Easily the most ridiculous film on the list, Con Air represented the peak of the anything-goes Jerry Bruckheimer production era of the 90s. Abandoning logic for spectacle and genuine character work for cliché, Con Air takes all the silliest tropes of the genre and turns them up to 11. Telling the story of a group of criminals being transported to a maximum security prison via air, it is one of the most purely entertaining action films of all time.  Our hero here is unfortunately imprisoned criminal Cameron Poe, put in jail after killing a man while defending his wife, played with a ridiculous Southern accent by Nicolas Cage. With his parole nearly up, he boards the plane before it is hijacked by his fellow detainees. He is the sole dissenting voice on board, fighting a variety of gruesome criminals in order to finally see his wife and daughter again.  With an all-star cast featuring John Malkovich,  Steve Buscemi, Danny Trejo, John Cusack, Dave Chappelle, Ving Rhames and Colm Meaney, Con Air is a truly one-of-a-kind-experience.

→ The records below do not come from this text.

//! `void` return handler.

use typebind_core::{CodegenError, ForwardWrapper, ReverseWrapper};
use typebind_registry::{Handler, TypeHandler};

/// `void` return. Emits nothing; the wrapper returns `None` on its own.
#[derive(Debug, Clone, Copy, Default)]
pub struct VoidReturn;

impl TypeHandler for VoidReturn {
    fn name(&self) -> &str {
        "VoidReturn"
    }

    fn emit_forward(
        &self,
        _handler: &Handler,
        _wrapper: &mut ForwardWrapper,
    ) -> Result<(), CodegenError> {
        Ok(())
    }

    fn emit_reverse(
        &self,
        _handler: &Handler,
        _wrapper: &mut ReverseWrapper,
    ) -> Result<(), CodegenError> {
        Ok(())
    }
}
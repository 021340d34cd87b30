//! Recursive descent parser for type strings.

use typebind_core::{Indirection, ParseError, ParseErrorKind, TypeDescriptor};

use super::lexer::Lexer;
use super::token::{Token, TokenKind};

/// Parser for a single type string.
pub struct TypeParser<'src> {
    lexer: Lexer<'src>,
}

impl<'src> TypeParser<'src> {
    pub fn new(source: &'src str) -> Self {
        Self {
            lexer: Lexer::new(source),
        }
    }

    /// Parse a complete type, requiring the whole input to be consumed.
    ///
    /// Grammar: `'const'? IDENT ('<' IDENT '>')? ('*' | '&')*`
    ///
    /// Examples:
    /// - `int`
    /// - `const char *`
    /// - `MySmartPointer<Foo>`
    /// - `std::string const` is rejected (trailing qualifier)
    pub fn parse(mut self) -> Result<TypeDescriptor, ParseError> {
        let is_const = self.eat(TokenKind::Const)?.is_some();
        let base = self.expect_identifier()?;

        let mut descriptor = TypeDescriptor::new(base.lexeme).with_const(is_const);

        if let Some(open) = self.eat(TokenKind::Less)? {
            let arg = self.parse_template_arg(open)?;
            descriptor = descriptor.with_template_arg(arg);
        }

        descriptor.indirections = self.parse_suffixes()?;

        self.expect_eof()?;
        Ok(descriptor)
    }

    /// Parse the inside of `<...>` after the opening bracket.
    fn parse_template_arg(&mut self, open: Token<'src>) -> Result<&'src str, ParseError> {
        let token = self.lexer.next_token()?;
        let arg = match token.kind {
            TokenKind::Identifier => token.lexeme,
            TokenKind::Eof => return Err(unbalanced(open.column)),
            _ => {
                return Err(ParseError::expected_identifier(
                    token.column,
                    &token.describe(),
                ));
            }
        };

        let close = self.lexer.next_token()?;
        match close.kind {
            TokenKind::Greater => Ok(arg),
            TokenKind::Less => Err(ParseError::new(
                ParseErrorKind::NestedTemplate,
                close.column,
                format!("template argument '{arg}' cannot itself be a template"),
            )),
            TokenKind::Comma => Err(ParseError::new(
                ParseErrorKind::MultipleTemplateArgs,
                close.column,
                "only a single template argument is supported",
            )),
            TokenKind::Eof => Err(unbalanced(open.column)),
            _ => Err(ParseError::unexpected_token(
                close.column,
                &close.describe(),
            )),
        }
    }

    /// Parse trailing `*` and `&` markers in any order (`T *&`, `T &&`, `T &*`).
    fn parse_suffixes(&mut self) -> Result<Vec<Indirection>, ParseError> {
        let mut indirections = Vec::new();
        loop {
            let indirection = match self.lexer.peek()?.kind {
                TokenKind::Star => Indirection::Pointer,
                TokenKind::Amp => Indirection::Reference,
                _ => return Ok(indirections),
            };
            self.lexer.next_token()?;
            indirections.push(indirection);
        }
    }

    fn expect_identifier(&mut self) -> Result<Token<'src>, ParseError> {
        let token = self.lexer.next_token()?;
        match token.kind {
            TokenKind::Identifier => Ok(token),
            TokenKind::Eof => Err(ParseError::unexpected_eof(token.column)),
            _ => Err(ParseError::expected_identifier(
                token.column,
                &token.describe(),
            )),
        }
    }

    fn expect_eof(&mut self) -> Result<(), ParseError> {
        let token = self.lexer.next_token()?;
        match token.kind {
            TokenKind::Eof => Ok(()),
            TokenKind::Const | TokenKind::Identifier => Err(ParseError::invalid_qualifier(
                token.column,
                format!("unrecognized qualifier {}", token.describe()),
            )),
            TokenKind::Greater => Err(unbalanced(token.column)),
            TokenKind::Less => Err(ParseError::new(
                ParseErrorKind::NestedTemplate,
                token.column,
                "template arguments must directly follow the base name",
            )),
            _ => Err(ParseError::unexpected_token(
                token.column,
                &token.describe(),
            )),
        }
    }

    fn eat(&mut self, kind: TokenKind) -> Result<Option<Token<'src>>, ParseError> {
        if self.lexer.peek()?.kind == kind {
            self.lexer.next_token().map(Some)
        } else {
            Ok(None)
        }
    }
}

fn unbalanced(column: u32) -> ParseError {
    ParseError::new(
        ParseErrorKind::UnbalancedTemplate,
        column,
        "'<' and '>' do not match",
    )
}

The newest member of the plane thriller club, 7500 strips down the genre to its purest essentials. Here the entirety of the action takes place within the cockpit of the plane, meaning no responses back in the control tower, or the depiction of police forces on the ground. Instead the film really focuses only machinations within the plane itself, making for a truly gripping experience.  Joseph Gordon-Levitt plays the airplane pilot, who manages to secure the door in time when terrorists take over while watching the action unfold via a monitor. The director then uses this unique spin on the genre to set up a series of moral conundrums, as he must decide between opening the door or letting hostages die. Easily the most serious film on the list, 7500 — referring to the emergency code pilots use in the case of a hijacking — unfolds in almost real-time. Additionally, featuring only diegetic sounds, we are fully immersed into the pilot’s situation, giving 7500 an unusual sense of intimacy.